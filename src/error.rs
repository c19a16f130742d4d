use std::path::PathBuf;

use thiserror::Error;

use crate::fetcher::FetchError;
use crate::platform::SourceError;
use crate::storage::StorageError;

/// Anything that aborts an archive run.
#[derive(Debug, Error)]
pub enum ArchiveError {
    #[error("failed to fetch channel history: {0}")]
    History(#[from] SourceError),
    #[error("failed to download avatar for user {user_id}: {source}")]
    Avatar {
        user_id: String,
        #[source]
        source: FetchError,
    },
    #[error("failed to download attachment {attachment_id}: {source}")]
    Attachment {
        attachment_id: String,
        #[source]
        source: FetchError,
    },
    #[error(transparent)]
    Storage(#[from] StorageError),
    #[error("failed to serialize archive: {0}")]
    Serialize(#[from] serde_json::Error),
    #[error("failed to read archive at {}: {source}", .path.display())]
    Load {
        path: PathBuf,
        #[source]
        source: std::io::Error,
    },
    #[error("failed to package archive {}: {message}", .path.display())]
    Package { path: PathBuf, message: String },
}
//! Shared fakes for integration tests.

#![allow(dead_code)]

use std::path::Path;
use std::sync::Mutex;

use async_trait::async_trait;
use channel_archiver::platform::{
    AvatarFormat, ChannelMessage, ChannelUser, HistorySource, NativeAttachment, SourceError,
    UserDirectory,
};
use channel_archiver::storage::{FileSink, StorageError};
use chrono::{TimeZone, Utc};

/// In-memory channel history, stored newest first.
pub struct MockHistory {
    messages: Vec<ChannelMessage>,
    /// Cursor passed on every call, in order.
    pub calls: Mutex<Vec<Option<String>>>,
    /// 1-based call number that should fail.
    fail_on_call: Option<usize>,
}

impl MockHistory {
    pub fn new(messages: Vec<ChannelMessage>) -> Self {
        Self {
            messages,
            calls: Mutex::new(Vec::new()),
            fail_on_call: None,
        }
    }

    pub fn failing_on(mut self, call: usize) -> Self {
        self.fail_on_call = Some(call);
        self
    }

    pub fn cursors(&self) -> Vec<Option<String>> {
        self.calls.lock().unwrap().clone()
    }
}

#[async_trait]
impl HistorySource for MockHistory {
    async fn fetch_page(
        &self,
        before: Option<&str>,
        limit: usize,
    ) -> Result<Vec<ChannelMessage>, SourceError> {
        let call_number = {
            let mut calls = self.calls.lock().unwrap();
            calls.push(before.map(String::from));
            calls.len()
        };
        if self.fail_on_call == Some(call_number) {
            return Err(SourceError::Status {
                status: 503,
                body: "history unavailable".to_string(),
            });
        }

        let start = match before {
            None => 0,
            Some(cursor) => {
                let cursor: u64 = cursor.parse().unwrap();
                self.messages
                    .iter()
                    .position(|m| m.id.parse::<u64>().unwrap() < cursor)
                    .unwrap_or(self.messages.len())
            }
        };

        Ok(self.messages[start..].iter().take(limit).cloned().collect())
    }
}

/// Serves avatars from `<base>/avatars/<user-id>.<format>`.
pub struct StaticDirectory {
    pub base: String,
}

impl UserDirectory for StaticDirectory {
    fn avatar_url(&self, user: &ChannelUser, size: u32, format: AvatarFormat) -> String {
        format!(
            "{}/avatars/{}.{}?size={size}",
            self.base,
            user.id,
            format.as_str()
        )
    }
}

/// Accepts directories but refuses every file write.
pub struct ReadOnlyFs;

#[async_trait]
impl FileSink for ReadOnlyFs {
    async fn create_dir_all(&self, _path: &Path) -> Result<(), StorageError> {
        Ok(())
    }

    async fn write(&self, path: &Path, _bytes: &[u8]) -> Result<(), StorageError> {
        Err(StorageError {
            op: "write",
            path: path.to_path_buf(),
            source: std::io::Error::new(std::io::ErrorKind::PermissionDenied, "read-only"),
        })
    }
}

pub fn user(id: &str) -> ChannelUser {
    ChannelUser {
        id: id.to_string(),
        username: format!("user{id}"),
        discriminator: "0001".to_string(),
        avatar: Some(format!("hash{id}")),
    }
}

pub fn message(id: u64, author: &ChannelUser, content: &str) -> ChannelMessage {
    ChannelMessage {
        id: id.to_string(),
        author: author.clone(),
        content: content.to_string(),
        clean_content: content.to_string(),
        created_at: Utc.timestamp_millis_opt(1_600_000_000_000 + id as i64).unwrap(),
        edited_at: None,
        attachments: vec![],
        mentions: vec![],
    }
}

pub fn attachment(id: &str, url: &str) -> NativeAttachment {
    NativeAttachment {
        id: id.to_string(),
        filename: format!("{id}.bin"),
        proxy_url: url.to_string(),
    }
}

/// `count` messages by `author`, newest first, ids `count..=1`.
pub fn history(count: u64, author: &ChannelUser) -> Vec<ChannelMessage> {
    (1..=count).rev().map(|id| message(id, author, "hello")).collect()
}
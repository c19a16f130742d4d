//! Byte downloads for avatars, attachments and embedded links.

use std::time::Duration;

use async_trait::async_trait;
use thiserror::Error;
use tracing::debug;

use crate::constants::ARCHIVER_USER_AGENT;

/// A downloaded payload and its declared content type.
#[derive(Debug, Clone)]
pub struct Fetched {
    pub bytes: Vec<u8>,
    /// The `Content-Type` header, if the server sent one.
    pub content_type: Option<String>,
}

#[derive(Debug, Error)]
pub enum FetchError {
    #[error("request to {url} failed: {source}")]
    Request {
        url: String,
        #[source]
        source: reqwest::Error,
    },
    #[error("request to {url} returned HTTP {status}")]
    Status { url: String, status: u16 },
    #[error("failed to read body from {url}: {source}")]
    Body {
        url: String,
        #[source]
        source: reqwest::Error,
    },
}

/// Something that can GET a URL.
#[async_trait]
pub trait Fetcher: Send + Sync {
    /// Download the full body at `url`.
    ///
    /// # Errors
    ///
    /// Returns an error on network failure or a non-success status. A 404 is
    /// a failure like any other, so a missing avatar or native attachment
    /// aborts the run rather than archiving an error page.
    async fn fetch(&self, url: &str) -> Result<Fetched, FetchError>;
}

/// `Fetcher` backed by a shared reqwest client.
#[derive(Clone)]
pub struct HttpFetcher {
    client: reqwest::Client,
}

impl HttpFetcher {
    /// Build a fetcher with the given per-request timeout.
    ///
    /// # Errors
    ///
    /// Returns an error if the TLS backend cannot be initialised.
    pub fn new(timeout: Duration) -> Result<Self, reqwest::Error> {
        let client = reqwest::Client::builder()
            .timeout(timeout)
            .user_agent(ARCHIVER_USER_AGENT)
            .build()?;
        Ok(Self { client })
    }
}

#[async_trait]
impl Fetcher for HttpFetcher {
    async fn fetch(&self, url: &str) -> Result<Fetched, FetchError> {
        debug!(url = %url, "Fetching resource");

        let response = self
            .client
            .get(url)
            .send()
            .await
            .map_err(|source| FetchError::Request {
                url: url.to_string(),
                source,
            })?;

        let status = response.status();
        if !status.is_success() {
            return Err(FetchError::Status {
                url: url.to_string(),
                status: status.as_u16(),
            });
        }

        let content_type = response
            .headers()
            .get(reqwest::header::CONTENT_TYPE)
            .and_then(|v| v.to_str().ok())
            .map(String::from);

        let bytes = response
            .bytes()
            .await
            .map_err(|source| FetchError::Body {
                url: url.to_string(),
                source,
            })?;

        Ok(Fetched {
            bytes: bytes.to_vec(),
            content_type,
        })
    }
}
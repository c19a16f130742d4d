use std::path::{Path, PathBuf};

use async_trait::async_trait;
use thiserror::Error;
use tracing::debug;

#[derive(Debug, Error)]
#[error("failed to {op} {}: {source}", .path.display())]
pub struct StorageError {
    pub op: &'static str,
    pub path: PathBuf,
    #[source]
    pub source: std::io::Error,
}

/// Where archive files are written.
#[async_trait]
pub trait FileSink: Send + Sync {
    /// Create `path` and any missing parents.
    ///
    /// # Errors
    ///
    /// Returns an error if the directory cannot be created.
    async fn create_dir_all(&self, path: &Path) -> Result<(), StorageError>;

    /// Write `bytes` to `path`, replacing any existing file.
    ///
    /// # Errors
    ///
    /// Returns an error if the file cannot be written.
    async fn write(&self, path: &Path, bytes: &[u8]) -> Result<(), StorageError>;
}

/// The local filesystem.
#[derive(Debug, Clone, Copy, Default)]
pub struct LocalFs;

#[async_trait]
impl FileSink for LocalFs {
    async fn create_dir_all(&self, path: &Path) -> Result<(), StorageError> {
        tokio::fs::create_dir_all(path)
            .await
            .map_err(|source| StorageError {
                op: "create directory",
                path: path.to_path_buf(),
                source,
            })
    }

    async fn write(&self, path: &Path, bytes: &[u8]) -> Result<(), StorageError> {
        debug!(path = %path.display(), size = bytes.len(), "Writing file");
        tokio::fs::write(path, bytes)
            .await
            .map_err(|source| StorageError {
                op: "write",
                path: path.to_path_buf(),
                source,
            })
    }
}

#[cfg(test)]
mod tests {
    use super::*;

    #[tokio::test]
    async fn test_local_fs_roundtrip() {
        let dir = tempfile::TempDir::new().unwrap();
        let nested = dir.path().join("a").join("b");

        LocalFs.create_dir_all(&nested).await.unwrap();
        LocalFs.write(&nested.join("f.bin"), b"hello").await.unwrap();

        assert_eq!(std::fs::read(nested.join("f.bin")).unwrap(), b"hello");
    }

    #[tokio::test]
    async fn test_write_into_missing_directory_fails() {
        let dir = tempfile::TempDir::new().unwrap();
        let err = LocalFs
            .write(&dir.path().join("missing").join("f.bin"), b"x")
            .await
            .unwrap_err();
        assert_eq!(err.op, "write");
    }
}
# # # # #
--- What you will do ---
The result should be the lines from the line with "async fn test_local_fs_roundtrip()" to the last line of the material, returned exactly and without any other line.

--- Result for this task ---
    async fn test_local_fs_roundtrip() {
        let dir = tempfile::TempDir::new().unwrap();
        let nested = dir.path().join("a").join("b");

        LocalFs.create_dir_all(&nested).await.unwrap();
        LocalFs.write(&nested.join("f.bin"), b"hello").await.unwrap();

        assert_eq!(std::fs::read(nested.join("f.bin")).unwrap(), b"hello");
    }

    #[tokio::test]
    async fn test_write_into_missing_directory_fails() {
        let dir = tempfile::TempDir::new().unwrap();
        let err = LocalFs
            .write(&dir.path().join("missing").join("f.bin"), b"x")
            .await
            .unwrap_err();
        assert_eq!(err.op, "write");
    }
}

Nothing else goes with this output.